Department of Surgery, Hepatopancreatobiliary Service, Memorial Sloan Kettering Cancer Center, New York, NY, USA.
Department of Surgery, Stanford University School of Medicine, Stanford, CA, USA.
Ann Surg Oncol. 2019 Jun;26(6):1824-1832. doi: 10.1245/s10434-019-07201-5. Epub 2019 Jan 31.
Liver resection can be curative for well-selected metastatic colorectal cancer (CRC) patients. Circulating tumor DNA (ctDNA) has shown promise as a biomarker for tumor dynamics and recurrence following CRC resection. This prospective pilot study investigated the use of ctDNA to predict disease outcome in resected CRC patients.
Between November 2014 and November 2015, 60 patients with CRC were identified and prospectively enrolled. During liver resection, blood was drawn from peripheral (PERIPH), portal (PV), and hepatic (HV) veins, and 3-4 weeks postoperatively from a peripheral vein (POSTOP). Kappa statistics were used to compare mutated (mt) genes in tissue and ctDNA. Disease-specific and disease-free survival (DSS and DFS) were assessed from surgery with Kaplan-Meier and Cox methods.

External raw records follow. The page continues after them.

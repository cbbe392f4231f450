//! The finished LALR(1) automaton.

use crate::{
    action::Conflict,
    bitset::TerminalSet,
    grammar::{Grammar, ProductionID, SymbolID},
    state::{Edge, LookID, State, StateID},
    util::display_fn,
};
use std::fmt;

#[derive(Debug)]
pub struct Automaton {
    pub(crate) states: Vec<State>,
    pub(crate) lookaheads: Vec<TerminalSet>,
    pub(crate) non_leaf_states: usize,
    pub(crate) statistics: Statistics,
    pub(crate) never_reduced: Vec<ProductionID>,
}

impl Automaton {
    /// The states in their final order. The index of each state equals its number.
    pub fn states(&self) -> &[State] {
        &self.states[..]
    }

    pub fn state(&self, id: StateID) -> &State {
        &self.states[id.index()]
    }

    pub fn lookahead(&self, id: LookID) -> &TerminalSet {
        &self.lookaheads[id.index()]
    }

    /// One past the last state that has a transition or an explicit reduce entry.
    pub fn non_leaf_states(&self) -> usize {
        self.non_leaf_states
    }

    pub fn statistics(&self) -> &Statistics {
        &self.statistics
    }

    /// Productions that no state ever reduces.
    pub fn never_reduced(&self) -> &[ProductionID] {
        &self.never_reduced[..]
    }

    /// All conflict records paired with the state that reported them.
    pub fn conflicts(&self) -> impl Iterator<Item = (StateID, &Conflict)> + '_ {
        self.states
            .iter()
            .flat_map(|state| state.conflicts().iter().map(move |c| (state.number(), c)))
    }

    pub fn display<'g>(&'g self, g: &'g Grammar) -> impl fmt::Display + 'g {
        display_fn(move |f| {
            for state in &self.states {
                self.fmt_state(state, g, f)?;
            }
            Ok(())
        })
    }

    fn fmt_state(&self, state: &State, g: &Grammar, f: &mut fmt::Formatter<'_>) -> fmt::Result {
        writeln!(f, "state {}", state.number())?;
        for conflict in state.conflicts() {
            writeln!(f, "{}", conflict.display(state.number(), g))?;
        }
        for x in state.items() {
            writeln!(f, "\t{}", x.item.display(g))?;
        }
        writeln!(f)?;

        let mut shifts = state.shifts().iter().peekable();
        let mut reduces = state.reduces().iter().peekable();
        loop {
            let shift_first = match (shifts.peek(), reduces.peek()) {
                (None, None) => break,
                (Some(..), None) => true,
                (None, Some(..)) => false,
                (Some(shift), Some(reduce)) => match reduce.symbol {
                    Some(t) => shift.symbol < SymbolID::T(t),
                    None => true,
                },
            };
            if shift_first {
                if let Some(edge) = shifts.next() {
                    self.fmt_shift(edge, g, f)?;
                }
            } else if let Some(reduce) = reduces.next() {
                writeln!(f, "{}", reduce.display(g))?;
            }
        }
        writeln!(f)
    }

    fn fmt_shift(&self, edge: &Edge, g: &Grammar, f: &mut fmt::Formatter<'_>) -> fmt::Result {
        fmt_label(&edge.symbol.display(g).to_string(), f)?;
        let verb = if edge.symbol.is_terminal() {
            "shift"
        } else {
            "goto"
        };
        write!(f, "{} {}", verb, edge.target)?;
        let target = self.state(edge.target);
        if target.is_reduce_only() {
            f.write_str(" and reduce (")?;
            fmt_production(target.default_reduce(), f)?;
            f.write_str(")")?;
        }
        writeln!(f)
    }
}

pub(crate) fn fmt_label(name: &str, f: &mut fmt::Formatter<'_>) -> fmt::Result {
    if name.len() < 8 {
        write!(f, "\t{}\t\t", name)
    } else {
        write!(f, "\t{}\t", name)
    }
}

fn fmt_production(production: Option<ProductionID>, f: &mut fmt::Formatter<'_>) -> fmt::Result {
    match production {
        Some(p) => write!(f, "{}", p),
        None => f.write_str("-1"),
    }
}

/// Size counters collected while generating an automaton.
#[derive(Debug, Clone, Default, PartialEq, Eq)]
#[non_exhaustive]
pub struct Statistics {
    pub terminals: usize,
    pub nonterminals: usize,
    pub productions: usize,
    pub states: usize,
    pub non_leaf_states: usize,
    pub shift_reduce_conflicts: usize,
    pub reduce_reduce_conflicts: usize,
    /// Lookahead sets allocated, including the ones shared among items.
    pub lookahead_sets: usize,
    /// Shift and goto edges recorded during kernel construction.
    pub shift_actions: usize,
    /// Reduce entries, the default ones included.
    pub reduce_actions: usize,
}

impl Statistics {
    pub fn display<'a>(&'a self, label: &'a str) -> impl fmt::Display + 'a {
        display_fn(move |f| {
            writeln!(f, "Statistics for {}:", label)?;
            writeln!(f, "\t{} terminal symbols", self.terminals)?;
            writeln!(f, "\t{} nonterminal symbols", self.nonterminals)?;
            writeln!(f, "\t{} productions", self.productions)?;
            writeln!(f, "\t{} states", self.states)?;
            writeln!(f, "\t{} non leaf states", self.non_leaf_states)?;
            writeln!(
                f,
                "\t{} shift/reduce, {} reduce/reduce conflicts",
                self.shift_reduce_conflicts, self.reduce_reduce_conflicts
            )?;
            writeln!(f, "\t{} lookahead sets used", self.lookahead_sets)?;
            writeln!(
                f,
                "\t{}+{}={} action entries",
                self.shift_actions,
                self.reduce_actions,
                self.shift_actions + self.reduce_actions
            )
        })
    }
}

For the 59 eligible patients, the most commonly mutated genes were TP53 (mtTP53: 47.5%) and APC (mtAPC: 50.8%). Substantial to almost-perfect agreement was seen between ctDNA from PERIPH and PV (mtTP53: 89.8%, κ = 0.73, 95% confidence interval [CI] 0.53-0.93; mtAPC: 94.9%, κ = 0.83, 95% CI 0.64-1.00), as well as HV (mtTP53: 91.5%, κ = 0.78, 95% CI 0.60-0.96; mtAPC: 91.5%, κ = 0.73, 95% CI 0.51-0.95). Tumor mutations and PERIPH ctDNA had fair-to-moderate agreement (mtTP53: 72.9%, κ = 0.44, 95% CI 0.23-0.66; mtAPC: 61.0%, κ = 0.23, 95% CI 0.04-0.42). Detection of PERIPH mtTP53 was associated with worse 2-year DSS (mt+ 79% vs. mt- 90%, P = 0.024).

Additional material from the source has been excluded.